**What you should do**:
Transcribe each record as written.

**Task material**:
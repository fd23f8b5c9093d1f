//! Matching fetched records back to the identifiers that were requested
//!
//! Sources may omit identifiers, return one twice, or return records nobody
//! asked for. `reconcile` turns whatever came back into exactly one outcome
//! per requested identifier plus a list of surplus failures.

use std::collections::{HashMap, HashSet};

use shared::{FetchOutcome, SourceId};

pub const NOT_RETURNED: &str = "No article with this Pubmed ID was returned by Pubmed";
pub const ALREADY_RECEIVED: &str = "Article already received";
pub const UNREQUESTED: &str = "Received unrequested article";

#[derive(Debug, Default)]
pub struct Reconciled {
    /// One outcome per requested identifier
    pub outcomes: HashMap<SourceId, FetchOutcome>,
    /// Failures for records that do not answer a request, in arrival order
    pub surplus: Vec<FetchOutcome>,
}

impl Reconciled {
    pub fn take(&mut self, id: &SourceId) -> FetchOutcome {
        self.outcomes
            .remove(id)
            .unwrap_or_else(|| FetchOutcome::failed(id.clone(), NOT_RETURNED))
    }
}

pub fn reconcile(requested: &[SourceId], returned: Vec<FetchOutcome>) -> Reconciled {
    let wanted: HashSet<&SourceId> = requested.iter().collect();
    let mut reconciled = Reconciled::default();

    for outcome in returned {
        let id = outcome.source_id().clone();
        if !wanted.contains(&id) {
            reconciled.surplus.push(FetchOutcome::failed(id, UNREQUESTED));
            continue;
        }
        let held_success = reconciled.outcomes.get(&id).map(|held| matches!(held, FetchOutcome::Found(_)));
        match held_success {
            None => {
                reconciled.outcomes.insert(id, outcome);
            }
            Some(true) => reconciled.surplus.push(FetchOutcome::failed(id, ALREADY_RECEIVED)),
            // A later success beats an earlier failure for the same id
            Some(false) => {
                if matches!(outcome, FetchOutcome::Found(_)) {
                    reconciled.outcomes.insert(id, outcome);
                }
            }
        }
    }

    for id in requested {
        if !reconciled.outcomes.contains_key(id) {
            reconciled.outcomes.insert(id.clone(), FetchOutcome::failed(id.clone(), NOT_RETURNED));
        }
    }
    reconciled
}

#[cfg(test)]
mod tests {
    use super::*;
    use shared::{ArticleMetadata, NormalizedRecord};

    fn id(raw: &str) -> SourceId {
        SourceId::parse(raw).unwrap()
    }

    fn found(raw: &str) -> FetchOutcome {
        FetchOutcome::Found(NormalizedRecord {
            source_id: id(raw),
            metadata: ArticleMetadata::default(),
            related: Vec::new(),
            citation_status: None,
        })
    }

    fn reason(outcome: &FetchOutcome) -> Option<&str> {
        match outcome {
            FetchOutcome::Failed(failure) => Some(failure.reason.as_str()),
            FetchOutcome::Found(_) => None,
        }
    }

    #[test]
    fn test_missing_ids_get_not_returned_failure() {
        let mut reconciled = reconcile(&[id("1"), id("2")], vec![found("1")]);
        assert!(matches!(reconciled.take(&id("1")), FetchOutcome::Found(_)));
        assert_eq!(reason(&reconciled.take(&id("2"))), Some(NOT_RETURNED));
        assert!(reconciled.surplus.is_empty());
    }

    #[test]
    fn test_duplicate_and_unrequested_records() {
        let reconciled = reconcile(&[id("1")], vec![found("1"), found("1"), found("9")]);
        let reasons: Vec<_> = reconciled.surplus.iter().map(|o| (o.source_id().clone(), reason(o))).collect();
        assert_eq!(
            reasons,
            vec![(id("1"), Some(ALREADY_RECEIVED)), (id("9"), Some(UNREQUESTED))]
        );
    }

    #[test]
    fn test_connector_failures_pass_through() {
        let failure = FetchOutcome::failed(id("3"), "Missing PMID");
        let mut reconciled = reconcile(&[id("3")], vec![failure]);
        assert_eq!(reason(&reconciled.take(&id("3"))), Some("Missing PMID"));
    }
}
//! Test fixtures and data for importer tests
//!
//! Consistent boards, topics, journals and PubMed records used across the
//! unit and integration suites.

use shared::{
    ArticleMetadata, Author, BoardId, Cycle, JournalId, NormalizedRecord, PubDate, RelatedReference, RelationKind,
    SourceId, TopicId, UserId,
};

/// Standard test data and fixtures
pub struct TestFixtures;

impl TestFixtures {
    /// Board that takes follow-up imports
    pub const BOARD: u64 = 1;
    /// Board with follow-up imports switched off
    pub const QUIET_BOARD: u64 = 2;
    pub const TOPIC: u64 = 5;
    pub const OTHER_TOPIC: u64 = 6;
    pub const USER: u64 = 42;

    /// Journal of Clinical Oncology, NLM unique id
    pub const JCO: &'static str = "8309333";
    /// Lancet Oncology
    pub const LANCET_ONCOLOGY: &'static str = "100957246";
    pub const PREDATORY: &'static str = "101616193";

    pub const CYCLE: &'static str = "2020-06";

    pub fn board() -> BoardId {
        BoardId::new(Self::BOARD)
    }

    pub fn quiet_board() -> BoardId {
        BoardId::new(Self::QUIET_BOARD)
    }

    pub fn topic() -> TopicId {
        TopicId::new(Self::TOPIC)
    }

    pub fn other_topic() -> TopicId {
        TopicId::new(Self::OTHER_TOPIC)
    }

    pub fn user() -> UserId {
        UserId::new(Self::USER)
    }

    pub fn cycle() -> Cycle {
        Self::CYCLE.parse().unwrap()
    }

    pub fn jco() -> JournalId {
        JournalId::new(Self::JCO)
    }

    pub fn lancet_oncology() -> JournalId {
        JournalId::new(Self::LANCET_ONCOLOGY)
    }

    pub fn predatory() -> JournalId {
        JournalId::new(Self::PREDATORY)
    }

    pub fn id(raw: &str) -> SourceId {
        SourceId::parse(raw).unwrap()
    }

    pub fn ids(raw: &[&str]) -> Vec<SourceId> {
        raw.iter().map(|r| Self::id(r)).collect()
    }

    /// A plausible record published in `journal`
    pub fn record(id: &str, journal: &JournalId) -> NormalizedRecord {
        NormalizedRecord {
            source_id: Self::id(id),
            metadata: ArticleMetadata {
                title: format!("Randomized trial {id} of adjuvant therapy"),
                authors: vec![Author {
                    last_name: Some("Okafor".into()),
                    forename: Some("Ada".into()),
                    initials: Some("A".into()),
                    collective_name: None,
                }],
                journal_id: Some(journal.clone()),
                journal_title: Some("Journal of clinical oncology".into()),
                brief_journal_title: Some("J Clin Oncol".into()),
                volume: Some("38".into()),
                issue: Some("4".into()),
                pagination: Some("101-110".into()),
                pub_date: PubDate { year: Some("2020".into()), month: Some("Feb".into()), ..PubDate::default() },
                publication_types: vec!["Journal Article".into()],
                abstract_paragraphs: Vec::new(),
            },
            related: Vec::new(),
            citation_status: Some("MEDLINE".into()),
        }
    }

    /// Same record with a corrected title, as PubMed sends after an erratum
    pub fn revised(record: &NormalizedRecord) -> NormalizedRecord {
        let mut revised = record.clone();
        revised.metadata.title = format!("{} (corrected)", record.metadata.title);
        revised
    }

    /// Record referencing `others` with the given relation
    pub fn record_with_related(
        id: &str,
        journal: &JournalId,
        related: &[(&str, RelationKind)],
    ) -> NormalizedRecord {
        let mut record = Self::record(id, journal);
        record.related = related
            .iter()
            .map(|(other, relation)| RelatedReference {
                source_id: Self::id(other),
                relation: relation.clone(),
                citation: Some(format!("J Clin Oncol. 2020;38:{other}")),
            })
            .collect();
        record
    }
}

**Your solution**:
repository fd23f8b5c9093d1f
//! Matching fetched records back to the identifiers that were requested
//!
//! Sources may omit identifiers, return one twice, or return records nobody
//! asked for. `reconcile` turns whatever came back into exactly one outcome
//! per requested identifier plus a list of surplus failures.

use std::collections::{HashMap, HashSet};

use shared::{FetchOutcome, SourceId};

pub const NOT_RETURNED: &str = "No article with this Pubmed ID was returned by Pubmed";
pub const ALREADY_RECEIVED: &str = "Article already received";
pub const UNREQUESTED: &str = "Received unrequested article";

#[derive(Debug, Default)]
pub struct Reconciled {
    /// One outcome per requested identifier
    pub outcomes: HashMap<SourceId, FetchOutcome>,
    /// Failures for records that do not answer a request, in arrival order
    pub surplus: Vec<FetchOutcome>,
}

impl Reconciled {
    pub fn take(&mut self, id: &SourceId) -> FetchOutcome {
        self.outcomes
            .remove(id)
            .unwrap_or_else(|| FetchOutcome::failed(id.clone(), NOT_RETURNED))
    }
}

pub fn reconcile(requested: &[SourceId], returned: Vec<FetchOutcome>) -> Reconciled {
    let wanted: HashSet<&SourceId> = requested.iter().collect();
    let mut reconciled = Reconciled::default();

    for outcome in returned {
        let id = outcome.source_id().clone();
        if !wanted.contains(&id) {
            reconciled.surplus.push(FetchOutcome::failed(id, UNREQUESTED));
            continue;
        }
        let held_success = reconciled.outcomes.get(&id).map(|held| matches!(held, FetchOutcome::Found(_)));
        match held_success {
            None => {
                reconciled.outcomes.insert(id, outcome);
            }
            Some(true) => reconciled.surplus.push(FetchOutcome::failed(id, ALREADY_RECEIVED)),
            // A later success beats an earlier failure for the same id
            Some(false) => {
                if matches!(outcome, FetchOutcome::Found(_)) {
                    reconciled.outcomes.insert(id, outcome);
                }
            }
        }
    }

    for id in requested {
        if !reconciled.outcomes.contains_key(id) {
            reconciled.outcomes.insert(id.clone(), FetchOutcome::failed(id.clone(), NOT_RETURNED));
        }
    }
    reconciled
}

#[cfg(test)]
mod tests {
    use super::*;
    use shared::{ArticleMetadata, NormalizedRecord};

    fn id(raw: &str) -> SourceId {
        SourceId::parse(raw).unwrap()
    }

    fn found(raw: &str) -> FetchOutcome {
        FetchOutcome::Found(NormalizedRecord {
            source_id: id(raw),
            metadata: ArticleMetadata::default(),
            related: Vec::new(),
            citation_status: None,
        })
    }

    fn reason(outcome: &FetchOutcome) -> Option<&str> {
        match outcome {
            FetchOutcome::Failed(failure) => Some(failure.reason.as_str()),
            FetchOutcome::Found(_) => None,
        }
    }

    #[test]
    fn test_missing_ids_get_not_returned_failure() {
        let mut reconciled = reconcile(&[id("1"), id("2")], vec![found("1")]);
        assert!(matches!(reconciled.take(&id("1")), FetchOutcome::Found(_)));
        assert_eq!(reason(&reconciled.take(&id("2"))), Some(NOT_RETURNED));
        assert!(reconciled.surplus.is_empty());
    }

    #[test]
    fn test_duplicate_and_unrequested_records() {
        let reconciled = reconcile(&[id("1")], vec![found("1"), found("1"), found("9")]);
        let reasons: Vec<_> = reconciled.surplus.iter().map(|o| (o.source_id().clone(), reason(o))).collect();
        assert_eq!(
            reasons,
            vec![(id("1"), Some(ALREADY_RECEIVED)), (id("9"), Some(UNREQUESTED))]
        );
    }

    #[test]
    fn test_connector_failures_pass_through() {
        let failure = FetchOutcome::failed(id("3"), "Missing PMID");
        let mut reconciled = reconcile(&[id("3")], vec![failure]);
        assert_eq!(reason(&reconciled.take(&id("3"))), Some("Missing PMID"));
    }
}
//! Test fixtures and data for importer tests
//!
//! Consistent boards, topics, journals and PubMed records used across the
//! unit and integration suites.

use shared::{
    ArticleMetadata, Author, BoardId, Cycle, JournalId, NormalizedRecord, PubDate, RelatedReference, RelationKind,
    SourceId, TopicId, UserId,
};

/// Standard test data and fixtures
pub struct TestFixtures;

impl TestFixtures {
    /// Board that takes follow-up imports
    pub const BOARD: u64 = 1;
    /// Board with follow-up imports switched off
    pub const QUIET_BOARD: u64 = 2;
    pub const TOPIC: u64 = 5;
    pub const OTHER_TOPIC: u64 = 6;
    pub const USER: u64 = 42;

    /// Journal of Clinical Oncology, NLM unique id
    pub const JCO: &'static str = "8309333";
    /// Lancet Oncology
    pub const LANCET_ONCOLOGY: &'static str = "100957246";
    pub const PREDATORY: &'static str = "101616193";

    pub const CYCLE: &'static str = "2020-06";

    pub fn board() -> BoardId {
        BoardId::new(Self::BOARD)
    }

    pub fn quiet_board() -> BoardId {
        BoardId::new(Self::QUIET_BOARD)
    }

    pub fn topic() -> TopicId {
        TopicId::new(Self::TOPIC)
    }

    pub fn other_topic() -> TopicId {
        TopicId::new(Self::OTHER_TOPIC)
    }

    pub fn user() -> UserId {
        UserId::new(Self::USER)
    }

    pub fn cycle() -> Cycle {
        Self::CYCLE.parse().unwrap()
    }

    pub fn jco() -> JournalId {
        JournalId::new(Self::JCO)
    }

    pub fn lancet_oncology() -> JournalId {
        JournalId::new(Self::LANCET_ONCOLOGY)
    }

    pub fn predatory() -> JournalId {
        JournalId::new(Self::PREDATORY)
    }

    pub fn id(raw: &str) -> SourceId {
        SourceId::parse(raw).unwrap()
    }

    pub fn ids(raw: &[&str]) -> Vec<SourceId> {
        raw.iter().map(|r| Self::id(r)).collect()
    }

    /// A plausible record published in `journal`
    pub fn record(id: &str, journal: &JournalId) -> NormalizedRecord {
        NormalizedRecord {
            source_id: Self::id(id),
            metadata: ArticleMetadata {
                title: format!("Randomized trial {id} of adjuvant therapy"),
                authors: vec![Author {
                    last_name: Some("Okafor".into()),
                    forename: Some("Ada".into()),
                    initials: Some("A".into()),
                    collective_name: None,
                }],
                journal_id: Some(journal.clone()),
                journal_title: Some("Journal of clinical oncology".into()),
                brief_journal_title: Some("J Clin Oncol".into()),
                volume: Some("38".into()),
                issue: Some("4".into()),
                pagination: Some("101-110".into()),
                pub_date: PubDate { year: Some("2020".into()), month: Some("Feb".into()), ..PubDate::default() },
                publication_types: vec!["Journal Article".into()],
                abstract_paragraphs: Vec::new(),
            },
            related: Vec::new(),
            citation_status: Some("MEDLINE".into()),
        }
    }

    /// Same record with a corrected title, as PubMed sends after an erratum
    pub fn revised(record: &NormalizedRecord) -> NormalizedRecord {
        let mut revised = record.clone();
        revised.metadata.title = format!("{} (corrected)", record.metadata.title);
        revised
    }

    /// Record referencing `others` with the given relation
    pub fn record_with_related(
        id: &str,
        journal: &JournalId,
        related: &[(&str, RelationKind)],
    ) -> NormalizedRecord {
        let mut record = Self::record(id, journal);
        record.related = related
            .iter()
            .map(|(other, relation)| RelatedReference {
                source_id: Self::id(other),
                relation: relation.clone(),
                citation: Some(format!("J Clin Oncol. 2020;38:{other}")),
            })
            .collect();
        record
    }
}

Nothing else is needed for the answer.